Task description: Each line with the string "upper" is to be copied from the records below.

Records shown:

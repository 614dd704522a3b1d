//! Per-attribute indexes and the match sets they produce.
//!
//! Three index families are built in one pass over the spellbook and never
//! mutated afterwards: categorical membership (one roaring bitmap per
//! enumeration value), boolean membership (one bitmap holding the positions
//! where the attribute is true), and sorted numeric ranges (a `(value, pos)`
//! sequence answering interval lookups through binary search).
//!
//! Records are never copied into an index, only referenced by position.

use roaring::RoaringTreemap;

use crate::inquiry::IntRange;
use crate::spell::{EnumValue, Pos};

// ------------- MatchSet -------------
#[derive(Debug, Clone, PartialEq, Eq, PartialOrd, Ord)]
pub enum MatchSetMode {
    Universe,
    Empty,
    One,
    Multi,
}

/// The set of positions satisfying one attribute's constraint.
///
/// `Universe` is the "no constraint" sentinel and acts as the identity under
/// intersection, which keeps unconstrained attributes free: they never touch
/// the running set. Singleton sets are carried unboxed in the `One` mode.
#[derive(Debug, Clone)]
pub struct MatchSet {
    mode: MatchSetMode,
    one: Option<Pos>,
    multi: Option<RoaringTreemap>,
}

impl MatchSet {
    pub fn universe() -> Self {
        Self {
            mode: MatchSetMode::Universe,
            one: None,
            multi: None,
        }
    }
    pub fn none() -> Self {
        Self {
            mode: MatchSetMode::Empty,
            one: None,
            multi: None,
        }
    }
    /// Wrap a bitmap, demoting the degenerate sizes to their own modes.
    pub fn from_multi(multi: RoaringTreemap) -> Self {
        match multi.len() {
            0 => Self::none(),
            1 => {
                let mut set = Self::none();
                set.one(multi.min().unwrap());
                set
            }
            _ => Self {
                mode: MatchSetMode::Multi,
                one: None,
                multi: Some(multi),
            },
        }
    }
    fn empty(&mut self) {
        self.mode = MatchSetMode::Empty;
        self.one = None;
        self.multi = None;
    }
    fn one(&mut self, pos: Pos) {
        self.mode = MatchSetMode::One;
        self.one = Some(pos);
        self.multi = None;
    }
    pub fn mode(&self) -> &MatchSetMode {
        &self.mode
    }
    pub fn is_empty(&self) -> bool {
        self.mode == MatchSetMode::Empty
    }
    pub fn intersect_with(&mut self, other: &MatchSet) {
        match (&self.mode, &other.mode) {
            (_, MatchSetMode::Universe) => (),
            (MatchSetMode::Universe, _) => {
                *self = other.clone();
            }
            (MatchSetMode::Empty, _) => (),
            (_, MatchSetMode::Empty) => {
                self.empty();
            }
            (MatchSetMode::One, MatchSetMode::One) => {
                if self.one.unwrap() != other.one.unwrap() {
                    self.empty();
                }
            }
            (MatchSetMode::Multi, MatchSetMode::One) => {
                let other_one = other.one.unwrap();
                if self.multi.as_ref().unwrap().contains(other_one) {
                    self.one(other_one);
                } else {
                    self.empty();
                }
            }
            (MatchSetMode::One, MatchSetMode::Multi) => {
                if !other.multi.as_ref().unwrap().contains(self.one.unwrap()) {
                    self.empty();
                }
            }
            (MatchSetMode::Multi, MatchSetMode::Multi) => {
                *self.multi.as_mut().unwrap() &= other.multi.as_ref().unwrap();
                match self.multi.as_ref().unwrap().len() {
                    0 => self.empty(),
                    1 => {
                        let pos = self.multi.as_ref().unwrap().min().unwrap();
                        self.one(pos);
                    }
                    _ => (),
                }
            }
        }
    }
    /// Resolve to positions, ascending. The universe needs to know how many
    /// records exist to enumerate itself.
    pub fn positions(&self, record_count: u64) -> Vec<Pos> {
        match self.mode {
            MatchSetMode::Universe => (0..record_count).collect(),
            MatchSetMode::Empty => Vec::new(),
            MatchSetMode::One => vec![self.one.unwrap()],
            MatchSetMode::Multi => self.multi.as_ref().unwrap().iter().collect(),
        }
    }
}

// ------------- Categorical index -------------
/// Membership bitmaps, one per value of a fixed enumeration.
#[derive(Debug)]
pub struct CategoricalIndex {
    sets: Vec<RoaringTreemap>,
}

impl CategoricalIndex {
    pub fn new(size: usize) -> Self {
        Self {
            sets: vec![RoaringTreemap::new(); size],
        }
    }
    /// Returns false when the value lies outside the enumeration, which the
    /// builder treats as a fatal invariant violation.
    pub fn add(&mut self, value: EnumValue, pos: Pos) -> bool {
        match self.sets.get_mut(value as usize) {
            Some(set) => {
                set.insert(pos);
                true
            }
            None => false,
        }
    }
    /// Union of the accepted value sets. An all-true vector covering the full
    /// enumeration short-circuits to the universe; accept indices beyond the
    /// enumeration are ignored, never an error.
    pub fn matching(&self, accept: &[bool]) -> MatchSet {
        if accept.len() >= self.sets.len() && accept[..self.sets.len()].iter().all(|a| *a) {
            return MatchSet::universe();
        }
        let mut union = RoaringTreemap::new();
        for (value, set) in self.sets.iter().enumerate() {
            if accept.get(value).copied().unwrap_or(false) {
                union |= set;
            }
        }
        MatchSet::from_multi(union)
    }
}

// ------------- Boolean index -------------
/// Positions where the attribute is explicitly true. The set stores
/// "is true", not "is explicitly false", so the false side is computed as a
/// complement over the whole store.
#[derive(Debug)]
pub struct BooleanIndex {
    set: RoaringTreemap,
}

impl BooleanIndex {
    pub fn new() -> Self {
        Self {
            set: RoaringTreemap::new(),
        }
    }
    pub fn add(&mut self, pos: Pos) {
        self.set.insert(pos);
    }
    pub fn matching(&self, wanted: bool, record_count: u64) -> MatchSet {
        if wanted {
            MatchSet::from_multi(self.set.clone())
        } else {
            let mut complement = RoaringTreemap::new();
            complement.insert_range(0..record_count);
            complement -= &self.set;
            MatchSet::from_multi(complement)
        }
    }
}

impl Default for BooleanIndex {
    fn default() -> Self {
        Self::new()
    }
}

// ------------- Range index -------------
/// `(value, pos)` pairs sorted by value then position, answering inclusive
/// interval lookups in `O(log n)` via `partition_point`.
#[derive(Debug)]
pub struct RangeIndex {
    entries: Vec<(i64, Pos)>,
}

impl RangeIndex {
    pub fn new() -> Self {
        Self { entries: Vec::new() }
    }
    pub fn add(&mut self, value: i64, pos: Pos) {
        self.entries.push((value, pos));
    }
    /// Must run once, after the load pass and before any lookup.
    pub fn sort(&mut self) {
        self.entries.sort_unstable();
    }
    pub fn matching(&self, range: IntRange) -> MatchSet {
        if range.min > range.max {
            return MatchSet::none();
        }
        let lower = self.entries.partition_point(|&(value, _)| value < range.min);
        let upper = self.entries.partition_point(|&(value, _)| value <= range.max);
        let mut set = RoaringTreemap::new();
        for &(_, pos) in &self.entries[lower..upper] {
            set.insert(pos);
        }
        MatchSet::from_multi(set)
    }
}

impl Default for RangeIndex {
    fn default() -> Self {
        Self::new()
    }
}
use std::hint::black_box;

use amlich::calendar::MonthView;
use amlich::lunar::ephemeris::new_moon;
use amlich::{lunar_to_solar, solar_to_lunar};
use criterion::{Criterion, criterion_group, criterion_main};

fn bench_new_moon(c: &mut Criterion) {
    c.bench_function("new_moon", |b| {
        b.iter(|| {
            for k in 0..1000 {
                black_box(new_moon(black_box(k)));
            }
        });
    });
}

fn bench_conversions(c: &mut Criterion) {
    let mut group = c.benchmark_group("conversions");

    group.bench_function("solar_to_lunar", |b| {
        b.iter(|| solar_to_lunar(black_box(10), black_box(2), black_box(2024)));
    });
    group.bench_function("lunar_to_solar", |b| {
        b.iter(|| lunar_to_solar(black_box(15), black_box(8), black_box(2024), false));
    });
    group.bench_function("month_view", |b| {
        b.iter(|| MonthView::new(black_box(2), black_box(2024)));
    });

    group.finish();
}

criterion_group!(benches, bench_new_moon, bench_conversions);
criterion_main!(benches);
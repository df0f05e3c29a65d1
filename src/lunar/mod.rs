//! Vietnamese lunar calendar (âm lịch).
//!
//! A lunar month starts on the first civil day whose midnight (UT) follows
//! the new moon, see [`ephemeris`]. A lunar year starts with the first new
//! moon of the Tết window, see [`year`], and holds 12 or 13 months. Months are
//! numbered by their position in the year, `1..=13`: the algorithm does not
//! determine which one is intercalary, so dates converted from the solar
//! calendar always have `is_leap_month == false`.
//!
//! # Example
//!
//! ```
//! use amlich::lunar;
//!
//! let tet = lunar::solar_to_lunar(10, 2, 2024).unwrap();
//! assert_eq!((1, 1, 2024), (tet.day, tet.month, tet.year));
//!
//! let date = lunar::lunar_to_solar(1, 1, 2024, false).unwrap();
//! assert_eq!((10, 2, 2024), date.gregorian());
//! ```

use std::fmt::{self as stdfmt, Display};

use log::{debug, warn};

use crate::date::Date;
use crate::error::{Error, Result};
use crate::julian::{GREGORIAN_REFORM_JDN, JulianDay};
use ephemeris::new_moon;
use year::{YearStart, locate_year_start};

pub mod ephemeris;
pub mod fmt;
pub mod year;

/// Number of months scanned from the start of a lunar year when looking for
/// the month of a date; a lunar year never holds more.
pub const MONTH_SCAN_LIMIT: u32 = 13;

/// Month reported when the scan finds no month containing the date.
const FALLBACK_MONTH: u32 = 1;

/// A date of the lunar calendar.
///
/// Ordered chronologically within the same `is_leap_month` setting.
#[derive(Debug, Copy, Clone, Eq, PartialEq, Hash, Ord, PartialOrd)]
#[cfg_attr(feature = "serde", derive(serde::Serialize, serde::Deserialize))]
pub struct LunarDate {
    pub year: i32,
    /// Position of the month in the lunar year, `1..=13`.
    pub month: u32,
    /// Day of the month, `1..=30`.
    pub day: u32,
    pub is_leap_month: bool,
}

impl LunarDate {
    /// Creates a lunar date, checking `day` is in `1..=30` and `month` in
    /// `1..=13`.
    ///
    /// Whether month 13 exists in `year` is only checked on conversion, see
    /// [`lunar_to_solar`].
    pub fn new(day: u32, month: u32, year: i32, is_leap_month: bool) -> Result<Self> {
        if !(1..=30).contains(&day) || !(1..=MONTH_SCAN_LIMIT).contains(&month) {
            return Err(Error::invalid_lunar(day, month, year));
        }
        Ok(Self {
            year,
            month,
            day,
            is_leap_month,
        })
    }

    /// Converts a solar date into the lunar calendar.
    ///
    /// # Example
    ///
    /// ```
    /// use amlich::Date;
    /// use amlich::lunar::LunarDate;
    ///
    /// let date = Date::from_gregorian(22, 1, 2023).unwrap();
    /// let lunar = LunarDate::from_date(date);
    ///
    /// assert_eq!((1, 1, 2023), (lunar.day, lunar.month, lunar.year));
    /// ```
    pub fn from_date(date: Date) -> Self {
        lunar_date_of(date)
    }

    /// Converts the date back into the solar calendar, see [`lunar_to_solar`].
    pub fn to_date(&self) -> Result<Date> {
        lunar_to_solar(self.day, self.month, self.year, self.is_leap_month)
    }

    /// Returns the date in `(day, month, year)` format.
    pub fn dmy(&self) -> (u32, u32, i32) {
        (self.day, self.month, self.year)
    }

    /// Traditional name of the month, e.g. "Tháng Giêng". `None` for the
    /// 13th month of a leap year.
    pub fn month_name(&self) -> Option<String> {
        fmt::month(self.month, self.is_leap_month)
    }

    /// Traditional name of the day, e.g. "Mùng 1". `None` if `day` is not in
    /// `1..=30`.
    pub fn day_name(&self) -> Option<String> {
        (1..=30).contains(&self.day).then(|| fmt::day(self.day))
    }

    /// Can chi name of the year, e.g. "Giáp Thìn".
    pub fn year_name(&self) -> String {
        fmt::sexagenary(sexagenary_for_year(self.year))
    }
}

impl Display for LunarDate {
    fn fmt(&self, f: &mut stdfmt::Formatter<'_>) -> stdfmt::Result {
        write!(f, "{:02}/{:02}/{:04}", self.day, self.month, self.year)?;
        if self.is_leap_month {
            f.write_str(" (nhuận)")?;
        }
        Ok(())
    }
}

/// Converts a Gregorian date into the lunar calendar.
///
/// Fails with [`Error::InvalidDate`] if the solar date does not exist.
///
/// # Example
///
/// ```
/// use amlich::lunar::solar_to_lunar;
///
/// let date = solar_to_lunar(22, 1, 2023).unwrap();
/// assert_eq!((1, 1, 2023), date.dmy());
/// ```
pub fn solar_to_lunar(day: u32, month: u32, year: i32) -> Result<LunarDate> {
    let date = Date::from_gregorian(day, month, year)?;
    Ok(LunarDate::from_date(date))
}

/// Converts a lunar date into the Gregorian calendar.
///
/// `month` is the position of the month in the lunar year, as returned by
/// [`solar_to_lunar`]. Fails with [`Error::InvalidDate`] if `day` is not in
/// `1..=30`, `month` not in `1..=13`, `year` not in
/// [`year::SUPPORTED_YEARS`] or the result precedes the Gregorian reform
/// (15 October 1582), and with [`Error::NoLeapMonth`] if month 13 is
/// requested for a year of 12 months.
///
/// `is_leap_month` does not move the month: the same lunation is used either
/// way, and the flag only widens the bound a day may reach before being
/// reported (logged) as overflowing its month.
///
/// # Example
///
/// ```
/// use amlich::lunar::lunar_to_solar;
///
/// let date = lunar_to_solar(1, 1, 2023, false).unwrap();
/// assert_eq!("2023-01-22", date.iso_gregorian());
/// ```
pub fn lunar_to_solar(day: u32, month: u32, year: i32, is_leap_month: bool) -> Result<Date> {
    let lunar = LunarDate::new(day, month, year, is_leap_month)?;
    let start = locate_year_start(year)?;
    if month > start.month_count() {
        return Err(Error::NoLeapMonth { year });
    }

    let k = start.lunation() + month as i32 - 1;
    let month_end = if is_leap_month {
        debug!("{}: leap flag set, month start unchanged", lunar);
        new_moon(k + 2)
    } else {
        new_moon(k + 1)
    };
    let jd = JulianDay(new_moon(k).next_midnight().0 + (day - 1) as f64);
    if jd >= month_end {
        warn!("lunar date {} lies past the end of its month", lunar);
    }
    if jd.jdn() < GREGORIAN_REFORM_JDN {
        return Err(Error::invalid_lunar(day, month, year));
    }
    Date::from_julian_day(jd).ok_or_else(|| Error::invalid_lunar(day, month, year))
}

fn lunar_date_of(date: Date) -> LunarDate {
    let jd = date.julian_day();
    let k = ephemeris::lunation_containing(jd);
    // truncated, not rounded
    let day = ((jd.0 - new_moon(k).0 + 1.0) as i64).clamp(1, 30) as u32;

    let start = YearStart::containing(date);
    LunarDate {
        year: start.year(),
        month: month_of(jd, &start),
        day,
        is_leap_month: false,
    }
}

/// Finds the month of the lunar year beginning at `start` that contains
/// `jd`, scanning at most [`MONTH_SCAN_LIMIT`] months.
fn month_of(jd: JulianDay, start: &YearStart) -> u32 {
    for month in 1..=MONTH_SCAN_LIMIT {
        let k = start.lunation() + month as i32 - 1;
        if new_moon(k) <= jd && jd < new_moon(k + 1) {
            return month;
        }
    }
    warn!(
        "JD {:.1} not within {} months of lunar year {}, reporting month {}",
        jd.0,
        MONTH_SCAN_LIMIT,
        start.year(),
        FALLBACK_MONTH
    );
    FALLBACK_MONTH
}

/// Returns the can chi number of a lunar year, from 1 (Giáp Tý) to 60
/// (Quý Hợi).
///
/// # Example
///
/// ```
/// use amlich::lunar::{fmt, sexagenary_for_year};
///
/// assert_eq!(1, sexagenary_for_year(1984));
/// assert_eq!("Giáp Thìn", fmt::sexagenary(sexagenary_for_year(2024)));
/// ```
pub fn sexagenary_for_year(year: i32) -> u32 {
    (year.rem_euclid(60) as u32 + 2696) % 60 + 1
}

Expected output:
        let upper = self.entries.partition_point(|&(value, _)| value <= range.max);
        for &(_, pos) in &self.entries[lower..upper] {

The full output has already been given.